*** Opening of DATASET EXCERPTS ***
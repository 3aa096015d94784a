//! robots.txt parsing and evaluation for polite scraping.
//!
//! Only the `User-agent: *` block is honoured. `Allow` and `Disallow` values
//! support `*` wildcards and match as path prefixes; the longest matching rule
//! wins and ties go to `Allow`.

use regex::Regex;
use reqwest::header::{ACCEPT, HeaderMap, HeaderValue};
use tracing::{debug, instrument, warn};

use crate::fetch::FetchContext;

/// Result of checking a path against robots.txt.
#[derive(Debug, Clone, Copy, PartialEq, Eq)]
pub enum RobotsDecision {
    /// Path is allowed.
    Allowed,
    /// Path is disallowed by robots.txt.
    Disallowed,
}

impl RobotsDecision {
    #[must_use]
    pub fn is_allowed(self) -> bool {
        self == Self::Allowed
    }
}

/// Allow/Disallow rules from the wildcard block of a robots.txt.
#[derive(Debug, Clone, Default, PartialEq, Eq)]
pub struct RobotsPolicy {
    allow: Vec<String>,
    disallow: Vec<String>,
}

impl RobotsPolicy {
    /// Parses a robots.txt body.
    ///
    /// Comments after `#` are dropped, directive names are case-insensitive and
    /// a line is split on its first `:` so values containing colons survive.
    /// Empty rule values are ignored.
    #[must_use]
    pub fn parse(body: &str) -> Self {
        let mut policy = Self::default();
        let mut in_star = false;

        for raw in body.lines() {
            let line = raw.split('#').next().unwrap_or_default().trim();
            if line.is_empty() {
                continue;
            }
            let Some((directive, value)) = line.split_once(':') else {
                continue;
            };
            let directive = directive.trim().to_ascii_lowercase();
            let value = value.trim();

            match directive.as_str() {
                "user-agent" => in_star = value == "*",
                "disallow" if in_star && !value.is_empty() => policy.disallow.push(value.to_string()),
                "allow" if in_star && !value.is_empty() => policy.allow.push(value.to_string()),
                _ => {}
            }
        }
        policy
    }

    #[must_use]
    pub fn allow_rules(&self) -> &[String] {
        &self.allow
    }

    #[must_use]
    pub fn disallow_rules(&self) -> &[String] {
        &self.disallow
    }

    /// Evaluates a URL path (`/a/b`) against the rules.
    #[must_use]
    pub fn check(&self, path: &str) -> RobotsDecision {
        let Some(disallow) = longest_match(&self.disallow, path) else {
            return RobotsDecision::Allowed;
        };
        match longest_match(&self.allow, path) {
            Some(allow) if allow >= disallow => RobotsDecision::Allowed,
            _ => RobotsDecision::Disallowed,
        }
    }

    #[must_use]
    pub fn is_allowed(&self, path: &str) -> bool {
        self.check(path).is_allowed()
    }
}

fn longest_match(rules: &[String], path: &str) -> Option<usize> {
    rules
        .iter()
        .filter(|rule| matches_rule(path, rule))
        .map(String::len)
        .max()
}

/// Prefix match with `*` standing for any run of characters.
fn matches_rule(path: &str, rule: &str) -> bool {
    if rule.is_empty() {
        return false;
    }
    let pattern = rule.split('*').map(regex::escape).collect::<Vec<_>>().join(".*");
    match Regex::new(&format!("^{pattern}")) {
        Ok(regex) => regex.is_match(path),
        Err(_) => path.starts_with(rule),
    }
}

/// Fetches and parses `/robots.txt` through the given context.
///
/// Any failure yields `None`, which callers treat as "everything allowed".
#[instrument(skip(context))]
pub async fn load_policy(context: &FetchContext) -> Option<RobotsPolicy> {
    let mut headers = HeaderMap::new();
    headers.insert(ACCEPT, HeaderValue::from_static("text/plain"));

    match context.fetch_text("/robots.txt", &headers).await {
        Ok(body) => {
            let policy = RobotsPolicy::parse(&body);
            debug!(
                allow = policy.allow.len(),
                disallow = policy.disallow.len(),
                "robots.txt loaded"
            );
            Some(policy)
        }
        Err(error) => {
            warn!(error = %error, "robots.txt unavailable, continuing without policy");
            None
        }
    }
}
*** Close of DATASET EXCERPTS ***
TASK TO COMPLETE:
How many lines of the material above contain the string "block"? Answer with the number only.

ANSWER TO THIS PROBLEM:
2